Longtemps considérée comme incompatible avec une carrière sportive intense, la maternité s’impose désormais comme un sujet central dans le monde du sport de haut niveau. De plus en plus d’athlètes choisissent de mener de front vie familiale et ambitions sportives, mettant en lumière des enjeux physiologiques, sociaux et professionnels encore trop peu connus. Entre défis et avancées, la maternité rebat les cartes des carrières féminines dans l’élite sportive.

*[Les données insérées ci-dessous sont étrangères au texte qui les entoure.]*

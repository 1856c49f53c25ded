use chrono::{DateTime, Utc};
use serde::{Deserialize, Serialize};
use serde_json::{Map, Value};

use crate::types::{
    Capabilities, DatasetInformation, ExecutionStatus, SpatialGranularity, TemporalGranularity, User,
};

#[derive(Debug, Default, Deserialize)]
pub struct PaginationParams {
    #[serde(default)]
    pub cursor: Option<String>,
}

#[derive(Debug, Deserialize)]
pub struct RoleCheckRequest {
    pub path: String,
}

#[derive(Debug, Deserialize)]
pub struct RunPipelineRequest {
    pub pipeline_id: String,
    pub pipeline_name: String,
    /// Acting user; defaults to the caller.
    #[serde(default)]
    pub user_id: Option<String>,
}

#[derive(Debug, Serialize)]
pub struct PipelineStatusResponse {
    pub status: ExecutionStatus,
}

#[derive(Debug, Default, Deserialize)]
pub struct ListPipelinesParams {
    #[serde(default)]
    pub name: Option<String>,
    #[serde(default)]
    pub since: Option<String>,
}

#[derive(Debug, Deserialize)]
pub struct SetPipelineEnabledRequest {
    pub enabled: bool,
}

#[derive(Debug, Serialize)]
pub struct UserResponse {
    #[serde(flatten)]
    pub user: User,
    pub role_name: String,
}

#[derive(Debug, Serialize)]
pub struct SyncUserResponse {
    #[serde(flatten)]
    pub user: User,
    pub created: bool,
}

#[derive(Debug, Deserialize)]
pub struct UpsertAccessRuleRequest {
    pub role: String,
    pub endpoint: String,
    #[serde(flatten)]
    pub capabilities: Capabilities,
}

#[derive(Debug, Default, Deserialize)]
pub struct ListAccessRulesParams {
    #[serde(default)]
    pub role: Option<String>,
}

#[derive(Debug, Deserialize)]
pub struct DeleteAccessRuleParams {
    pub role: String,
    pub endpoint: String,
}

#[derive(Debug, Deserialize)]
pub struct CreateRoleRequest {
    pub name: String,
    #[serde(default)]
    pub description: Option<String>,
}

#[derive(Debug, Deserialize)]
pub struct SetUserRoleRequest {
    pub role: String,
}

#[derive(Debug, Default, Deserialize)]
pub struct ListDatasetsParams {
    #[serde(default)]
    pub search: Option<String>,
    #[serde(default)]
    pub mine: bool,
}

/// Catalogue metadata for a data document that has no information record.
#[derive(Debug, Deserialize)]
pub struct CreateDatasetRequest {
    pub dataset_id: String,
    #[serde(default)]
    pub file_id: Option<String>,
    pub dataset_name: String,
    #[serde(default)]
    pub description: Option<String>,
    #[serde(default)]
    pub tags: Vec<String>,
    pub dataset_type: String,
    pub permission: String,
    #[serde(default)]
    pub is_spatial: bool,
    #[serde(default)]
    pub is_temporal: bool,
    #[serde(default)]
    pub temporal_granularities: Vec<TemporalGranularity>,
    #[serde(default)]
    pub spatial_granularities: Vec<SpatialGranularity>,
    #[serde(default)]
    pub location_columns: Vec<String>,
    #[serde(default)]
    pub time_columns: Vec<String>,
}

#[derive(Debug, Deserialize)]
pub struct DatasetColumnsParams {
    pub dataset_id: String,
    #[serde(default)]
    pub search: Option<String>,
}

#[derive(Debug, Serialize)]
pub struct DatasetColumnsResponse {
    pub columns: Vec<String>,
}

#[derive(Debug, Serialize)]
pub struct DatasetPreview {
    pub columns: Vec<String>,
    pub rows: Vec<Map<String, Value>>,
    pub record_count: i64,
    pub updated_at: DateTime<Utc>,
}

#[derive(Debug, Serialize)]
pub struct DatasetDetailResponse {
    pub information: DatasetInformation,
    #[serde(skip_serializing_if = "Option::is_none")]
    pub preview: Option<DatasetPreview>,
}

#[derive(Debug, Serialize)]
pub struct MessageResponse {
    pub message: String,
}
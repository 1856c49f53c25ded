use std::fmt;
use std::str::FromStr;

use serde::{Deserialize, Serialize};

use crate::error::Error;

/// Lifecycle of one pipeline execution: `Running` moves exactly once to
/// `Completed` or `Error`.
#[derive(Debug, Clone, Copy, PartialEq, Eq, Serialize, Deserialize)]
#[serde(rename_all = "lowercase")]
pub enum ExecutionStatus {
    Running,
    Completed,
    Error,
}

impl ExecutionStatus {
    #[must_use]
    pub const fn as_str(self) -> &'static str {
        match self {
            Self::Running => "running",
            Self::Completed => "completed",
            Self::Error => "error",
        }
    }

    #[must_use]
    pub const fn is_terminal(self) -> bool {
        !matches!(self, Self::Running)
    }

    /// Whether moving from `self` to `next` is a legal step. Re-applying the
    /// current status is accepted so duplicate writes stay idempotent.
    #[must_use]
    pub fn can_transition_to(self, next: ExecutionStatus) -> bool {
        self == next || (self == Self::Running && next.is_terminal())
    }
}

impl fmt::Display for ExecutionStatus {
    fn fmt(&self, f: &mut fmt::Formatter<'_>) -> fmt::Result {
        f.write_str(self.as_str())
    }
}

impl FromStr for ExecutionStatus {
    type Err = Error;

    fn from_str(s: &str) -> Result<Self, Self::Err> {
        match s {
            "running" => Ok(Self::Running),
            "completed" => Ok(Self::Completed),
            "error" => Ok(Self::Error),
            other => Err(Error::Validation(format!("unknown execution status '{other}'"))),
        }
    }
}

#[cfg(test)]
mod tests {
    use super::*;

    #[test]
    fn test_transitions() {
        use ExecutionStatus::*;
        assert!(Running.can_transition_to(Completed));
        assert!(Running.can_transition_to(Error));
        assert!(Completed.can_transition_to(Completed));
        assert!(!Completed.can_transition_to(Error));
        assert!(!Error.can_transition_to(Running));
        assert!(!Completed.can_transition_to(Running));
    }

    #[test]
    fn test_round_trip_text() {
        assert_eq!("error".parse::<ExecutionStatus>().unwrap(), ExecutionStatus::Error);
        assert!("success".parse::<ExecutionStatus>().is_err());
    }
}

Les sportives de haut niveau et professionnelles sont de plus en plus nombreuses à faire le choix d’avoir un ou plusieurs enfants au cours de leur carrière : Téléchargez le guide Sport de haut niveau et maternité c’est possible

Découvrez-ci dessous un article de France Info Sport :

 

« Je ne sais pas quelle personne je serai après »… Le congé maternité, un acquis qui ne règle pas tout pour les handballeuses françaises

Avec Estelle Nze Minko, Chloé Valentini et Laura Flippes en congé maternité, soit trois cadres de l’équipe de France, le handball français continue d’affirmer ses progrès pour permettre à ses sportives de haut niveau de mener une grossesse pendant leur carrière de sportive de haut niveau.

« Le monde politique français a pour but d’intégrer des sportifs de haut niveau, notre mission est, semble-t-il, de mettre quelques joueuses en couveuse« , plaisantait en septembre Sébastien Gardillou, le coach de l’équipe de France de handball. Pour la première fois, trois cadres tricolores se trouvent en pause maternité en même temps : la capitaine Estelle Nze Minko, Chloé Valentini et Laura Flippes, 348 sélections à elles trois. « C’est une très bonne nouvelle pour elles et très belle pour le handball français », se réjouissait-il. Mais un vrai casse-tête pour les remplacer à l’occasion du Mondial qui débute aux Pays-Bas et en Allemagne, mercredi 26 novembre, même si « l’équipe de France peut compter sur son vivier d’athlètes« , relativise le sélectionneur.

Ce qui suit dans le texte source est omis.